In Tokyo, Mitsutaka Oi also thinks New Year preparations shouldn't be taken too seriously.
12:01
the young man takes a bath
in last year's water
New Year's Day
continuity of
toilet roll
Yutaka Kitajima spent a noteworthy day at the piano in Niigata. Noriko Yoshida combined haiku poems with artist strokes in Tokyo.
Quietness
first notes of the year
piano
Brushing
the first haiga
dawn is breaking
While surfing the Internet, Michio Tajima stumbled onto the Asahi Haikuist Network Web site and decided to pen her first haiku in English. The last words on the first and third lines rhyme, a poetic technique that helps to emphasize the word both. Matthew Doye was similarly inspired to share his first haiku. Robins are usually a first sign of spring, making him quite happy when he saw one already in his garden in Somerset, England.
Crispy breeze
first sunrise
both to seize
Winter bird
hunting in the snow
red on white
Angelee Deodhar chose to emphasize timing in her poem composed in India making it clear which sound was heard first.

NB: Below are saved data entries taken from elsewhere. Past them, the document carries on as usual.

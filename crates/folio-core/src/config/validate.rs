//! Configuration validation with range checks.

use crate::error::ConfigError;

use super::Config;

impl Config {
    /// Validate configuration values are within acceptable ranges.
    pub(crate) fn validate(&self) -> Result<(), ConfigError> {
        if self.cache.capacity == 0 {
            return Err(ConfigError::ValidationError(
                "cache.capacity must be > 0".into(),
            ));
        }
        if !self.resolution.dots_per_pixel.is_finite() || self.resolution.dots_per_pixel <= 0.0 {
            return Err(ConfigError::ValidationError(
                "resolution.dots_per_pixel must be a positive finite number".into(),
            ));
        }
        Ok(())
    }
}
//! Folio Core - Image-resource resolution and caching for document
//! rendering.
//!
//! During layout, every image reference in a document (external URI or
//! inline base64 data) must become a decoded, device-resolution-scaled
//! image, with any given external resource fetched and decoded at most once
//! per rendering session.
//!
//! # Architecture
//!
//! ```text
//! Reference → Embedded? → decode fresh (never cached)
//!           → Resolve URI → Cache probe → hit: stored resource
//!                                       → miss: fetch → decode → scale → cache
//! ```
//!
//! # Usage
//!
//! ```rust,ignore
//! use folio_core::{Config, ImageResourceLoader, RenderContext};
//!
//! let config = Config::default();
//! let loader = ImageResourceLoader::with_defaults(&config);
//! let resource = loader.resolve("figures/plot.png", &RenderContext::new(2.0));
//! if let Some((w, h)) = resource.dimensions() {
//!     println!("intrinsic size: {w}x{h}");
//! }
//! ```
//!
//! Failures are never fatal: an unreachable or undecodable reference yields
//! a resource with an absent image, which the layout engine treats as "no
//! intrinsic size available".

// Module declarations
pub mod config;
pub mod error;
pub mod resource;
pub mod types;

// Re-exports for convenient access
pub use config::Config;
pub use error::{ConfigError, FolioError, LoadError, LoadResult, Result};
pub use resource::{
    DocumentUriResolver, FileStreamProvider, ImageDecoder, ImageResourceLoader, ResourceCache,
    StreamProvider, UriResolver,
};
pub use types::{ImageResource, RasterImage, RenderContext};

/// Library version.
pub const VERSION: &str = env!("CARGO_PKG_VERSION");

#[cfg(test)]
mod tests {
    use super::*;

    #[test]
    fn test_version() {
        assert!(!VERSION.is_empty());
    }

    #[test]
    fn test_default_loader_resolves_local_file() {
        use image::{DynamicImage, ImageFormat};
        use std::io::Cursor;

        let dir = tempfile::tempdir().unwrap();
        let path = dir.path().join("photo.png");
        let img = DynamicImage::new_rgb8(5, 7);
        let mut buffer = Cursor::new(Vec::new());
        img.write_to(&mut buffer, ImageFormat::Png).unwrap();
        std::fs::write(&path, buffer.into_inner()).unwrap();

        let loader = ImageResourceLoader::with_defaults(&Config::default());
        let resource = loader.resolve(path.to_str().unwrap(), &RenderContext::new(2.0));
        assert_eq!(resource.dimensions(), Some((10, 14)));
    }
}
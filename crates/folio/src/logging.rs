//! Logging initialization for the CLI.
//!
//! All log output goes to stderr; stdout is reserved for resolution
//! results. `RUST_LOG` overrides the level chosen by the flags.

use tracing_subscriber::{fmt, prelude::*, EnvFilter};

/// Initialize the `tracing` subscriber.
///
/// `verbose` raises the default level from INFO to DEBUG; `json_format`
/// switches to structured JSON lines for machine consumption.
pub fn init(verbose: bool, json_format: bool) {
    let default_level = if verbose { "debug" } else { "info" };
    let filter =
        EnvFilter::try_from_default_env().unwrap_or_else(|_| EnvFilter::new(default_level));

    let registry = tracing_subscriber::registry().with(filter);
    if json_format {
        registry
            .with(fmt::layer().json().with_writer(std::io::stderr))
            .init();
    } else {
        registry
            .with(
                fmt::layer()
                    .with_target(false)
                    .with_writer(std::io::stderr)
                    .with_ansi(true),
            )
            .init();
    }
}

I recommend cutting the adverbs first and then, because the lines of the poem do the same thing even more effectively.
Pure, clear sky
first the temple conch
then the New Years' bells
Half the world's population likely wear T-shirts and sandals because of poverty and heat, but Kazuko Utsunomiya notes that doesn't mean it is necessarily easier to live in cold Osaka.
Expensive
these winter clothes
empty purse
Paul Faust put on an extra blanket in his home in Hyogo Prefecture, but vegetable farmers in Tokyo had to face the cold winds unprotected writes Kiyoshi Fukuzawa.
The new year begins
there blows a fresh, frozen wind ...
an extra blanket
Old farmer
faceless in the cold
picking broccoli
Using colors in her poetry, Reiko Nishimura hints at the arrival of spring.
Daffodils
soft yellow firm green
her memento
Want to try composing haiku ?
Back numbers
The Asahi Haikuist Network next appears on Feb. 3. Send haiku to David McMurray at the International Herald Tribune/Asahi Shimbun, 5-3-2 Tsukiji, Chuo-ku, Tokyo 104-8011, by fax to 03-5541-8539, or by e-mail to <is@asahi.com>.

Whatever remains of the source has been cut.